By contrast, others are claiming that ordinary householders are subsidising rich rooftop solar owners. For example, Mark McArdle, (Queensland Minister for Energy and Water Supply) issued a media statement saying “the QCA analysis showed the solar bonus scheme currently added $26 per year to everyone’s annual electricity bill, which will increase to $90 next year if an application by Energex to the Australian Energy Regulator was successful.”

He added, “Rooftop solar costs are projected to add more than $240 per year to average electricity bills within five years.” (These claims were based on the previous government’s feed in tariff of 44¢/kWh)

If rooftop solar really was driving up household bills, a power company that was paying a premium to buy more rooftop solar power would have to increase their charges to pay for this premium. Not an aid to competing in a cutthroat market.

So what is rooftop solar actually doing to household power bills in Queensland? And how high could the feed-in tariff go before it really would be increasing household power bills?

In the detailed section below, a comparison of demand and revenue vs time of day for 2008 and 2012 is used to answer the above questions. The quick answers are:

1. Rooftop solar is actually saving the “typical Queensland household” (without PV) $65/yr.

2. The feed-in tariff would have to rise above 96¢/kWh before rooftop solar actually stopped saving households (and power companies) money. Power companies can actually become more competitive by locking in extra contracts for the supply of rooftop solar, even if it means paying the small premium that was offered to me.

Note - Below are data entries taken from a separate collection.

pub mod download;
pub mod settings;
pub mod track;
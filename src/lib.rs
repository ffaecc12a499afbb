//! Download and progressive-streaming core for the Crescendo music player.
//!
//! Two independent subsystems share one HTTP fetch loop:
//!
//! - [`DownloadManager`] fetches remote media files to local storage on a
//!   bounded pool of workers, with retry, validation and atomic
//!   completion.
//! - [`StreamRegistry`] hands out [`StreamReader`]s that let the audio
//!   decoder read and seek into a file's bytes while they are still
//!   arriving.
//!
//! Both are driven by the embedding application: callbacks for progress
//! and completion, a caller-owned timer for idle-stream sweeping, and a
//! `tracing` subscriber installed by the binary.

pub mod core;
pub mod models;
pub mod storage;

pub use crate::core::manager::DownloadManager;
pub use crate::core::registry::StreamRegistry;
pub use crate::core::stream::{StreamBuffer, StreamEvent, StreamReader};
pub use crate::models::download::{DownloadState, Progress, TaskSnapshot};
pub use crate::models::settings::{CoreSettings, DownloadSettings, StreamingSettings};
pub use crate::models::track::Track;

3. It is difficult to say what effect rooftop solar would have on household bills in five years’ time. My guess is that investment in rooftop solar will be justified at feed-in tariffs below what householders will be paying for power and that it will still be saving households money.

The Queensland government may actually believe that their decision to drop the feed-in tariff to a mere 8¢/kWh for new contracts will save householders money by killing investment in rooftop solar.

Smarter governments should be encouraging the steady growth of rooftop solar. They should also be seeking ways of using market forces to set the minimum feed-in tariff for new contracts. Both actions would help drive down household bills and boost employment.

Smarter governments might also consider the use of competitive tendering to set up contracts for the supply of rooftop solar power as one way of achieving both of the above aims. They might also consider allowing the use of alternative commercial models to make competitive tendering easier in addition to other advantages such as providing a small boost to the income of homeowners who can’t afford to install rooftop solar. (One possibility would have PV owners leasing roof area from householders.)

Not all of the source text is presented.